Dataset entries

Segment Open

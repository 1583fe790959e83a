// Copyright (C) 2026 The electionguard-core Authors.

#![deny(clippy::unwrap_used)]
#![deny(clippy::expect_used)]
#![deny(clippy::panic)]
#![deny(clippy::manual_assert)]

//! Canonical byte serialization for composite artifacts.
//!
//! Every hash in this crate that is taken over a *composite* artifact
//! (the manifest, a contest, a ballot style) goes through
//! [`CanonicalEncoder`] first, so the hash input is a flat, unambiguous
//! byte string rather than whatever a `serde_json` formatter happens to
//! produce (which is explicitly not stable across implementations: key
//! order, whitespace, and number formatting all vary). Proof challenges
//! and nonce derivations, which hash small fixed tuples of field/group
//! elements, use [`crate::hash::eg_h`] directly instead — this module is
//! only for composite records.

use std::collections::BTreeMap;

/// Accumulates a canonical byte encoding.
#[derive(Default)]
pub struct CanonicalEncoder {
    buf: Vec<u8>,
}

impl CanonicalEncoder {
    pub fn new() -> Self {
        Self::default()
    }

    pub fn into_bytes(self) -> Vec<u8> {
        self.buf
    }

    /// Unsigned big-endian, fixed width. Panics if `n` needs more bytes
    /// than `width` (a caller-side programmer error, e.g. passing a
    /// `u64` where a `u32` field was declared).
    pub fn put_uint_fixed_width(&mut self, n: u64, width: usize) {
        let full = n.to_be_bytes();
        assert!(width <= full.len(), "width larger than u64::BITS/8");
        let start = full.len() - width;
        // Ensure the truncated high bytes are actually zero.
        assert!(full[..start].iter().all(|b| *b == 0), "value does not fit in {width} bytes");
        self.buf.extend_from_slice(&full[start..]);
    }

    pub fn put_u32(&mut self, n: u32) {
        self.buf.extend_from_slice(&n.to_be_bytes());
    }

    /// Length-prefixed (4-byte BE) byte string.
    pub fn put_bytes(&mut self, bytes: &[u8]) {
        self.put_u32(bytes.len() as u32);
        self.buf.extend_from_slice(bytes);
    }

    /// UTF-8 string, then treated as a byte string.
    pub fn put_str(&mut self, s: &str) {
        self.put_bytes(s.as_bytes());
    }

    /// A sequence: length prefix, then each element encoded by `f`.
    pub fn put_seq<T>(&mut self, items: &[T], mut f: impl FnMut(&mut Self, &T)) {
        self.put_u32(items.len() as u32);
        for item in items {
            f(self, item);
        }
    }

    /// `None` → a single zero byte. `Some(v)` → `0x01` then `v` encoded
    /// by `f`.
    pub fn put_option<T>(&mut self, opt: &Option<T>, f: impl FnOnce(&mut Self, &T)) {
        match opt {
            None => self.buf.push(0x00),
            Some(v) => {
                self.buf.push(0x01);
                f(self, v);
            }
        }
    }

    /// A mapping, sorted by key bytes, as a flat key-then-value
    /// sequence.
    pub fn put_map<K, V>(
        &mut self,
        entries: &[(K, V)],
        key_bytes: impl Fn(&K) -> Vec<u8>,
        mut f: impl FnMut(&mut Self, &K, &V),
    ) {
        let mut sorted: Vec<&(K, V)> = entries.iter().collect();
        sorted.sort_by(|a, b| key_bytes(&a.0).cmp(&key_bytes(&b.0)));
        self.put_u32(sorted.len() as u32);
        for (k, v) in sorted {
            f(self, k, v);
        }
    }
}

/// Types that know how to append themselves to a [`CanonicalEncoder`].
pub trait CanonicalEncode {
    fn canonical_encode(&self, enc: &mut CanonicalEncoder);
}

/// Encodes `value` from scratch and returns the resulting bytes; the
/// common entry point used to feed [`crate::hash::eg_h`].
pub fn canonical_bytes<T: CanonicalEncode>(value: &T) -> Vec<u8> {
    let mut enc = CanonicalEncoder::new();
    value.canonical_encode(&mut enc);
    enc.into_bytes()
}

/// Sorts string keys by their raw UTF-8 bytes, the key-ordering rule
/// [`CanonicalEncoder::put_map`] needs.
pub fn sorted_by_key_bytes<V: Clone>(map: &BTreeMap<String, V>) -> Vec<(String, V)> {
    // `BTreeMap<String, _>` is already sorted by `Ord for String`, which
    // for ASCII/UTF-8 content agrees with byte-lexicographic order.
    map.iter().map(|(k, v)| (k.clone(), v.clone())).collect()
}

#[cfg(test)]
#[allow(clippy::unwrap_used)]
mod tests {
    use super::*;

    #[test]
    fn fixed_width_zero_pads() {
        let mut enc = CanonicalEncoder::new();
        enc.put_uint_fixed_width(5, 4);
        assert_eq!(enc.into_bytes(), vec![0, 0, 0, 5]);
    }

    #[test]
    fn bytes_are_length_prefixed() {
        let mut enc = CanonicalEncoder::new();
        enc.put_bytes(b"ab");
        assert_eq!(enc.into_bytes(), vec![0, 0, 0, 2, b'a', b'b']);
    }

    #[test]
    fn option_none_is_single_zero_byte() {
        let mut enc = CanonicalEncoder::new();
        enc.put_option::<u8>(&None, |e, v| e.put_uint_fixed_width(*v as u64, 1));
        assert_eq!(enc.into_bytes(), vec![0x00]);
    }

    #[test]
    fn option_some_is_tagged() {
        let mut enc = CanonicalEncoder::new();
        enc.put_option(&Some(7u8), |e, v| e.put_uint_fixed_width(*v as u64, 1));
        assert_eq!(enc.into_bytes(), vec![0x01, 7]);
    }

    #[test]
    fn sequence_boundaries_are_unambiguous() {
        let mut enc_a = CanonicalEncoder::new();
        enc_a.put_seq(&["ab", "c"], |e, s| e.put_str(s));
        let mut enc_b = CanonicalEncoder::new();
        enc_b.put_seq(&["a", "bc"], |e, s| e.put_str(s));
        assert_ne!(enc_a.into_bytes(), enc_b.into_bytes());
    }
}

Segment Closed

* What you should do
Exact copies of the lines from the start of the data up to the line holding "formatter happens to", both included, are all that is needed.

* Your solution
repository 1583fe790959e83a
// Copyright (C) 2026 The electionguard-core Authors.

#![deny(clippy::unwrap_used)]
#![deny(clippy::expect_used)]
#![deny(clippy::panic)]
#![deny(clippy::manual_assert)]

//! Canonical byte serialization for composite artifacts.
//!
//! Every hash in this crate that is taken over a *composite* artifact
//! (the manifest, a contest, a ballot style) goes through
//! [`CanonicalEncoder`] first, so the hash input is a flat, unambiguous
//! byte string rather than whatever a `serde_json` formatter happens to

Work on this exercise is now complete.